In computer vision, the Deep Occlusion Estimation (DOC) model by Wang et al. (2016)46 is a notable deep-learning method that combines edge and orientation maps, employing a left-hand rule to encode border ownership. However, as discussed in Sect. “Border ownership coding” and “Monocular border ownership”, DOC does not closely align with neuroscience findings on border ownership properties and is limited to directed contours, making it more akin to category-selective segmentation than a comprehensive border ownership representation. In contrast, our coding method applies to any complex scenarios without such limitations, naturally integrating category selectivity along with border ownership in a manner consistent with biological vision (see Sect. “Category selectivity”).

The work by Arbeláez et al. (2011)1 represented a state-of-the-art approach for contour detection and image segmentation prior to the deep learning era. Their code and the Berkeley Segmentation Dataset (BSDS) have been integral to our research on border ownership. By adapting their code, we found T-junctions to be unreliable and overly complex as cues for border ownership, motivating our research for alternative approaches. As a byproduct, a set of sophisticated tools was developed for segmenting contours, which were later used to generate border ownership ground truth for our studies—a surprising and valuable outcome worth mentioning.
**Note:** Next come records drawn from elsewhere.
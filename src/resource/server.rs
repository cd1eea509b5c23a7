//! Server projections

use super::summary::{new_summary, to_json, Detailed};
use crate::error::Result;
use crate::spinup::resource::Resource;
use crate::spinup::server::{Disk, Disks, ServerInfo, Snapshot, Snapshots};
use crate::spinup::size::ServerSize;
use crate::spinup::{Params, SpinupClient};
use serde::Serialize;
use serde_json::Value;

/// Keys are PascalCase, as scripts consuming `get server -d` expect
#[derive(Debug, Clone, PartialEq, Serialize)]
#[serde(rename_all = "PascalCase")]
pub struct InstanceDetails {
    #[serde(rename = "ID")]
    pub id: String,
    #[serde(rename = "IP")]
    pub ip: String,
    #[serde(rename = "Type")]
    pub instance_type: String,
    pub image: String,
    pub subnet: String,
    pub security_groups: Vec<String>,
    pub availability_zone: String,
    pub state: String,
}

/// A disk with the snapshots taken of it
#[derive(Debug, Clone, PartialEq, Serialize)]
pub struct DiskView {
    #[serde(flatten)]
    pub disk: Disk,
    #[serde(skip_serializing_if = "Vec::is_empty")]
    pub snapshots: Vec<Snapshot>,
}

#[derive(Debug, Serialize)]
pub struct ServerDetails {
    pub instance_details: InstanceDetails,
    pub disks: Vec<DiskView>,
    pub size: ServerSize,
}

fn params(resource: &Resource) -> Params {
    Params::resource(&resource.space, &resource.name)
}

pub async fn summary(client: &SpinupClient, resource: &Resource) -> Result<Value> {
    let size = client.compute_size(resource.size_id).await?;
    let info: ServerInfo = client.get(&params(resource)).await?;
    to_json(&new_summary(resource, &size, &info.state))
}

pub async fn details(client: &SpinupClient, resource: &Resource) -> Result<Value> {
    let size = client.compute_size(resource.size_id).await?;
    let info: ServerInfo = client.get(&params(resource)).await?;

    let p = params(resource);
    let (disks, snapshots) = futures::try_join!(
        client.get::<Disks>(&p),
        client.get::<Snapshots>(&p)
    )?;

    let out = Detailed {
        summary: new_summary(resource, &size, &info.state),
        details: ServerDetails {
            instance_details: instance_details(&info),
            disks: nest_snapshots(disks.0, &snapshots.0),
            size,
        },
    };
    to_json(&out)
}

fn instance_details(info: &ServerInfo) -> InstanceDetails {
    InstanceDetails {
        id: info.id.clone(),
        ip: info.ip.clone(),
        instance_type: info.instance_type.clone(),
        image: info.image.clone(),
        subnet: info.subnet.clone(),
        security_groups: info.security_group_names(),
        availability_zone: info.availability_zone.clone(),
        state: info.state.clone(),
    }
}

/// Attach each snapshot to the disk whose id matches its volume id, keeping disk order
pub fn nest_snapshots(disks: Vec<Disk>, snapshots: &[Snapshot]) -> Vec<DiskView> {
    disks
        .into_iter()
        .map(|disk| {
            let snapshots = snapshots
                .iter()
                .filter(|s| s.volume_id == disk.id)
                .cloned()
                .collect();
            DiskView { disk, snapshots }
        })
        .collect()
}

#[cfg(test)]
mod tests {
    use super::*;
    use serde_json::json;

    #[test]
    fn test_nest_snapshots_by_volume_id() {
        let disks: Vec<Disk> = serde_json::from_value(json!([
            {"id": "vol-1", "size": 20},
            {"id": "vol-2", "size": "100"}
        ]))
        .unwrap();
        let snapshots: Vec<Snapshot> = serde_json::from_value(json!([
            {"id": "snap-a", "volume_id": "vol-2"},
            {"id": "snap-b", "volume_id": "vol-9"},
            {"id": "snap-c", "volume_id": "vol-2"}
        ]))
        .unwrap();

        let nested = nest_snapshots(disks, &snapshots);
        assert_eq!(nested.len(), 2);
        assert!(nested[0].snapshots.is_empty());
        let ids: Vec<&str> = nested[1].snapshots.iter().map(|s| s.id.as_str()).collect();
        assert_eq!(ids, vec!["snap-a", "snap-c"]);

        let out = to_json(&nested[0]).unwrap();
        assert_eq!(out["id"], "vol-1");
        assert_eq!(out["size"], 20);
        assert!(out.get("snapshots").is_none());
    }

    #[test]
    fn test_instance_details() {
        let info: ServerInfo = serde_json::from_value(json!({
            "id": "i-1", "ip": "10.0.0.1", "type": "t3.small", "az": "us-east-1a",
            "sgs": [{"sg-1": "web"}], "state": "running"
        }))
        .unwrap();
        let out = to_json(&instance_details(&info)).unwrap();
        assert_eq!(out["ID"], "i-1");
        assert_eq!(out["IP"], "10.0.0.1");
        assert_eq!(out["Type"], "t3.small");
        assert_eq!(out["AvailabilityZone"], "us-east-1a");
        assert_eq!(out["SecurityGroups"], json!(["sg-1"]));
    }
}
Organization of this paper

In our prior work (Chen et al., 2022)6, we addressed a key aspect of border ownership: its representation. For completeness, a recap of that work is provided in Sect. Monocular border ownership”. Building upon this foundation, the present study investigates the remaining pieces of the puzzle surrounding border ownership-centered segmentation and their broader implications for neuroscience and computer vision. The main structure of the paper:

Sect. Border ownership”: Border ownership begins binocular vision (“Binocular vision and border ownership”), covering binocular disparity representation (“Binocular disparity”) and generation of binocular border ownership with disparity on contrast- and disparity-defined objects (“Binocular border ownership”). It then extends to illusory objects (“Illusory objects and illusory contours”) and analyzes the Rubin Face-Vase illusion (“Rubin Face-Vase illusion”), followed by experiments on contour-defined objects (“Contour objects”).

Sect. Integrative discussion – understanding of border ownership”: Integrative Discussion – Understanding of Border Ownership, consolidates key findings from Sect. “Border ownership” and offers a broader interpretation of border ownership from both neuroscientific and computational perspectives.
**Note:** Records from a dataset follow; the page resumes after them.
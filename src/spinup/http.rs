//! HTTP transport for Spinup REST calls

use crate::error::{Result, SpinupError};
use reqwest::{Client, RequestBuilder, StatusCode};
use serde::Serialize;
use serde_json::Value;
use std::sync::Arc;
use std::time::{Duration, Instant};
use tokio::sync::RwLock;

/// Maximum length of response body to log (to avoid logging sensitive data)
const MAX_LOG_BODY_LENGTH: usize = 200;

/// Per-request timeout
pub const REQUEST_TIMEOUT: Duration = Duration::from_secs(30);

const CSRF_COOKIE: &str = "XSRF-TOKEN";
const CSRF_HEADER: &str = "X-XSRF-TOKEN";

/// Truncates long bodies and strips control characters before logging
fn sanitize_for_log(body: &str) -> String {
    let truncated = if body.len() > MAX_LOG_BODY_LENGTH {
        let mut end = MAX_LOG_BODY_LENGTH;
        while !body.is_char_boundary(end) {
            end -= 1;
        }
        format!("{}... [truncated, {} bytes total]", &body[..end], body.len())
    } else {
        body.to_string()
    };

    truncated.replace(|c: char| !c.is_ascii_graphic() && c != ' ', "")
}

/// `"404 Not Found"`-style status line
fn status_line(status: StatusCode) -> String {
    match status.canonical_reason() {
        Some(reason) => format!("{} {}", status.as_u16(), reason),
        None => status.as_u16().to_string(),
    }
}

#[derive(Debug, Clone, Copy, PartialEq, Eq)]
enum Verb {
    Get,
    Put,
    Post,
}

/// HTTP client wrapper holding the cookie jar and the captured CSRF token
#[derive(Clone)]
pub struct SpinupHttpClient {
    client: Client,
    csrf: Arc<RwLock<Option<String>>>,
}

impl SpinupHttpClient {
    pub fn new() -> Result<Self> {
        let client = Client::builder()
            .user_agent(concat!("spinup-cli/", env!("CARGO_PKG_VERSION")))
            .cookie_store(true)
            .timeout(REQUEST_TIMEOUT)
            .build()
            .map_err(|e| SpinupError::Config(format!("failed to create HTTP client: {}", e)))?;

        Ok(Self {
            client,
            csrf: Arc::new(RwLock::new(None)),
        })
    }

    /// Last CSRF token seen in a response cookie
    pub async fn csrf_token(&self) -> Option<String> {
        self.csrf.read().await.clone()
    }

    /// GET a JSON document
    pub async fn get(&self, url: &str, token: Option<&str>) -> Result<Value> {
        tracing::debug!("GET {}", url);
        let request = self.authorize(self.client.get(url), token);
        self.execute(Verb::Get, url, request).await
    }

    /// PUT a JSON body; the CSRF token is replayed when one was captured
    pub async fn put<B: Serialize + ?Sized>(
        &self,
        url: &str,
        token: Option<&str>,
        body: &B,
    ) -> Result<Value> {
        tracing::debug!("PUT {}", url);
        let mut request = self.authorize(self.client.put(url), token).json(body);
        if let Some(csrf) = self.csrf_token().await {
            request = request.header(CSRF_HEADER, csrf);
        }
        self.execute(Verb::Put, url, request).await
    }

    /// POST an urlencoded form; only the status matters to callers
    pub async fn post_form(&self, url: &str, form: &[(&str, &str)]) -> Result<()> {
        tracing::debug!("POST {}", url);
        let request = self.client.post(url).form(form);
        self.execute(Verb::Post, url, request).await.map(|_| ())
    }

    fn authorize(&self, request: RequestBuilder, token: Option<&str>) -> RequestBuilder {
        match token {
            Some(t) if !t.is_empty() => request.bearer_auth(t),
            _ => request,
        }
    }

    async fn execute(&self, verb: Verb, url: &str, request: RequestBuilder) -> Result<Value> {
        let start = Instant::now();
        let response = request.send().await.map_err(|source| SpinupError::Transport {
            endpoint: url.to_string(),
            source,
        })?;

        self.capture_csrf(&response).await;

        let status = response.status();
        let body = response.text().await.map_err(|source| SpinupError::Transport {
            endpoint: url.to_string(),
            source,
        })?;
        tracing::info!("{} {} -> {} in {:?}", verb_name(verb), url, status, start.elapsed());

        if !status.is_success() {
            tracing::error!("API error: {} - {}", status, sanitize_for_log(&body));
            let endpoint = url.to_string();
            return Err(match (status, verb) {
                (StatusCode::NOT_FOUND, _) => SpinupError::NotFound(format!(
                    "resource not found: {}",
                    url.rsplit("/api/").next().unwrap_or(url)
                )),
                (_, Verb::Get) => SpinupError::Fetch {
                    status: status_line(status),
                    endpoint,
                },
                (_, Verb::Put) => SpinupError::Update {
                    status: status_line(status),
                    endpoint,
                },
                (_, Verb::Post) => SpinupError::Auth(format!("login failed: {}", status_line(status))),
            });
        }

        // login pages answer with html
        if verb == Verb::Post || body.trim().is_empty() {
            return Ok(Value::Null);
        }

        serde_json::from_str(&body).map_err(|e| SpinupError::decode(url, e))
    }

    async fn capture_csrf(&self, response: &reqwest::Response) {
        let value = response
            .cookies()
            .find(|c| c.name() == CSRF_COOKIE)
            .map(|c| c.value().to_string());

        if let Some(raw) = value {
            let decoded = match urlencoding::decode(&raw) {
                Ok(v) => v.into_owned(),
                Err(_) => raw,
            };
            tracing::debug!("captured {} cookie", CSRF_COOKIE);
            *self.csrf.write().await = Some(decoded);
        }
    }
}

fn verb_name(verb: Verb) -> &'static str {
    match verb {
        Verb::Get => "GET",
        Verb::Put => "PUT",
        Verb::Post => "POST",
    }
}

#[cfg(test)]
mod tests {
    use super::*;

    #[test]
    fn test_sanitize_truncates() {
        let long = "a".repeat(500);
        let out = sanitize_for_log(&long);
        assert!(out.starts_with(&"a".repeat(200)));
        assert!(out.contains("500 bytes total"));
    }

    #[test]
    fn test_sanitize_strips_control_chars() {
        assert_eq!(sanitize_for_log("bad\r\nbody"), "badbody");
    }

    #[test]
    fn test_status_line() {
        assert_eq!(status_line(StatusCode::BAD_GATEWAY), "502 Bad Gateway");
    }
}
Sect. Surface filling-in”: Surface Filling-in, which introduces a feedforward framework linking border ownership signal to surface filling-in, grounded in the concept of hypothetical ‘active neurons (pixels)’.
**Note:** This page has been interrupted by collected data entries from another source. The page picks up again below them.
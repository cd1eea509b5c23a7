//! `configure`: interactive setup of the config file

use crate::config::Config;
use anyhow::{Context, Result};
use std::io::{BufRead, Write};
use std::path::Path;

fn ask<R: BufRead, W: Write>(
    input: &mut R,
    output: &mut W,
    label: &str,
    current: &str,
) -> Result<Option<String>> {
    if current.is_empty() {
        write!(output, "{}: ", label)?;
    } else {
        write!(output, "{} [{}]: ", label, current)?;
    }
    output.flush()?;

    let mut line = String::new();
    input.read_line(&mut line).context("failed to read input")?;
    let answer = line.trim();
    Ok((!answer.is_empty()).then(|| answer.to_string()))
}

/// Prompt for url, token and default spaces; an empty answer keeps the current value
pub fn prompt<R: BufRead, W: Write>(current: &Config, input: &mut R, output: &mut W) -> Result<Config> {
    let mut config = current.clone();

    if let Some(url) = ask(input, output, "Spinup URL", current.url.as_deref().unwrap_or(""))? {
        config.url = Some(url);
    }

    let masked = current.masked();
    if let Some(token) = ask(input, output, "Spinup token", masked.token.as_deref().unwrap_or(""))? {
        config.token = Some(token);
    }

    let spaces = current.spaces.join(",");
    if let Some(answer) = ask(input, output, "Default spaces (comma separated)", &spaces)? {
        config.spaces = answer
            .split(',')
            .map(str::trim)
            .filter(|s| !s.is_empty())
            .map(String::from)
            .collect();
    }

    Ok(config)
}

/// Run the prompts on stdin and write the result to `path`
pub fn run(path: &Path) -> Result<()> {
    let current = Config::load_from(path)?;
    let stdin = std::io::stdin();
    let mut stdout = std::io::stdout();
    let config = prompt(&current, &mut stdin.lock(), &mut stdout)?;
    config.save_to(path)?;
    writeln!(stdout, "Wrote {}", path.display())?;
    Ok(())
}

#[cfg(test)]
mod tests {
    use super::*;
    use std::io::Cursor;

    #[test]
    fn test_prompt_keeps_current_on_empty_answers() {
        let current = Config {
            url: Some("https://spinup.example.edu".to_string()),
            token: Some("abcdefghijklmnop".to_string()),
            spaces: vec!["teamA".to_string()],
            ..Default::default()
        };
        let mut input = Cursor::new("\n\nteamB, teamC\n");
        let mut output = Vec::new();
        let config = prompt(&current, &mut input, &mut output).unwrap();

        assert_eq!(config.url, current.url);
        assert_eq!(config.token, current.token);
        assert_eq!(config.spaces, vec!["teamB", "teamC"]);

        let shown = String::from_utf8(output).unwrap();
        assert!(shown.contains("[abcd********]"));
        assert!(!shown.contains("abcdefghijklmnop"));
    }

    #[test]
    fn test_run_round_trip_via_prompt() {
        let dir = tempfile::tempdir().unwrap();
        let path = dir.path().join(".spinup.json");
        let mut input = Cursor::new("https://spinup.example.edu\n\nteamA\n");
        let config = prompt(&Config::default(), &mut input, &mut Vec::new()).unwrap();
        config.save_to(&path).unwrap();

        let loaded = Config::load_from(&path).unwrap();
        assert_eq!(loaded.url.as_deref(), Some("https://spinup.example.edu"));
        assert_eq!(loaded.token, None);
        assert_eq!(loaded.spaces, vec!["teamA"]);
    }
}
Sect. A border ownership centered figure-ground organization model”: Border Ownership-Centered Model, where we propose an integrated model for figure-ground organization, bridging neuroscience-inspired concepts with computational efficiency.

Sect. Limitations and future directions” addresses current limitations and suggests directions for future research. Section Summary” concludes with a summary of key contributions and broader implications.

The primary objective of this paper is to establish a foundational understanding of border ownership-centered segmentation. While optimizing the border ownership coding method or enhancing the TcNet deep learning network remains valuable, they are not the central focus of this work. Instead, this paper highlights how the current coding method aligns closely with neuroscientific findings on border ownership properties.

Throughout this paper, the 2-channel border ownership coding method is used consistently. Border ownership outputs are displayed using the same red-green-color coding scheme as illustrated in Fig. 2 (c) of this paper or Fig. 1(c) of Chen et al. (2022)6. In this scheme, the ‘left’ or ‘bottom’ sides of a red-colored border segment represent the border owners, while the ‘right’ or ‘above’ sides of a green-colored border segment represent the border owners. These red and green segments are represented in separate channels.

Border ownership

Monocular border ownership

This section recaps our prior work (Chen et al., 2022)6, which introduced a channel-based representation for coding border ownership and category-selectivity. We also presented an encoder-decoder neural network, TcNet, capable of generating these representations from monocular input.

Fig. 2
Fig. 2
Full size image

Border Ownership Coding (adapted from Fig. 1 in Chen et al., 2022)6. (a) an example chair image from the FlyingChairs dataset (Aubry et al., 2014)2; (b) occluding contour map of the chair; (c) 2-channel border ownership coding: in the 1 st channel, red-colored contours indicate border owners on the ‘left’ or ‘below’ sides; while in 2nd channel, green-colored contours indicate border owners on the ‘right’ or ‘above’ sides. (d) 4-channel border ownership coding: red, green, blue, and yellow-colored contours are placed in 1 st, 2nd, 3rd, and 4th channels respectively, representing border owners on the ‘left’, ‘right’, ‘below’, and ‘above’ sides.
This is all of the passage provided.